A finales de la década de los setenta vio la luz Yo vendo unos ojos negros (1979), novela en la que
Alicia Yánez dejó más patente que nunca su llamada a la rebelión femenina. María, el personaje
central de esta narración, es una mujer que, tras haberse separado de su marido, tiene que afrontar por
vez primera en su vida la imperiosa necesidad de valerse por sí misma, en medio de un ambiente hostil
que contribuye a la aparición constante de sus dudas, temores e inseguridades. Por medio de la
introspección psicológica -magníficamente reflejada por la autora quiteña-, María consigue analizar su
compleja situación, reflexionar acerca de su vida anterior, analizar sus actuales necesidades y
convertirse, en fin, en un sujeto pensante capaz de afrontar en solitario su recorrido vital, en el que la
resistencia y la rebelión contra la caduca sociedad machista cobran un papel relevante.

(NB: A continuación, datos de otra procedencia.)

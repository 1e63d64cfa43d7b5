use std::collections::VecDeque;
use std::collections::vec_deque;

use crate::data_structures::{Collection, QueueCollection};
use crate::error::{CollectionError, Result};

/// Queue backed by a ring buffer.
///
/// Both `enqueue` and `dequeue` are amortized O(1): removing the head moves the
/// ring's start index instead of shifting the remaining elements.
/// `to_vec` and `iter` yield elements head first.
///
#[derive(Debug, Clone, PartialEq, Eq)]
pub struct Queue<T> {
    elements: VecDeque<T>,
}

impl<T> Queue<T> {
    pub fn new() -> Self {
        Queue {
            elements: VecDeque::new(),
        }
    }

    pub fn with_capacity(capacity: usize) -> Self {
        Queue {
            elements: VecDeque::with_capacity(capacity),
        }
    }

    pub fn capacity(&self) -> usize {
        self.elements.capacity()
    }

    /// Returns an iterator from head to tail.
    pub fn iter(&self) -> vec_deque::Iter<'_, T> {
        self.elements.iter()
    }
}

impl<T> Default for Queue<T> {
    fn default() -> Self {
        Self::new()
    }
}

impl<T> Collection<T> for Queue<T> {
    fn len(&self) -> usize {
        self.elements.len()
    }

    fn clear(&mut self) {
        self.elements.clear();
    }

    fn contains(&self, item: &T) -> bool
    where
        T: PartialEq,
    {
        self.elements.contains(item)
    }

    fn to_vec(&self) -> Vec<T>
    where
        T: Clone,
    {
        self.elements.iter().cloned().collect()
    }
}

impl<T> QueueCollection<T> for Queue<T> {
    fn enqueue(&mut self, item: T) {
        self.elements.push_back(item);
    }

    fn dequeue(&mut self) -> Result<T> {
        self.elements
            .pop_front()
            .ok_or_else(|| CollectionError::underflow("queue"))
    }

    fn peek(&self) -> Result<&T> {
        self.elements
            .front()
            .ok_or_else(|| CollectionError::underflow("queue"))
    }
}

impl<T> FromIterator<T> for Queue<T> {
    fn from_iter<I: IntoIterator<Item = T>>(iter: I) -> Self {
        Queue {
            elements: iter.into_iter().collect(),
        }
    }
}

impl<T> Extend<T> for Queue<T> {
    fn extend<I: IntoIterator<Item = T>>(&mut self, iter: I) {
        self.elements.extend(iter);
    }
}

impl<T> IntoIterator for Queue<T> {
    type Item = T;
    type IntoIter = vec_deque::IntoIter<T>;

    /// Consumes the queue, yielding elements head first.
    fn into_iter(self) -> Self::IntoIter {
        self.elements.into_iter()
    }
}

impl<'a, T> IntoIterator for &'a Queue<T> {
    type Item = &'a T;
    type IntoIter = vec_deque::Iter<'a, T>;

    fn into_iter(self) -> Self::IntoIter {
        self.iter()
    }
}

Por medio de la ironía, el humor y el empleo de un lenguaje claro y directo heredero de la


mejor tradición oral ecuatoriana, Alicia Yánez Cossío consigue desenmascarar en sus
restantes novelas esos valores caducos y anacrónicos que, sostenidos por tabúes centenarios,
fueron consolidando una sociedad anacrónica e injusta, dominada exclusivamente por el
hombre. Por este cauce argumental transitan otras novelas suyas dignas de mención, como las
tituladas Más allá de las islas (1980), La cofradía del mullo del vestido de la Virgen Pipona
(1985) y La casa del sano placer (1989).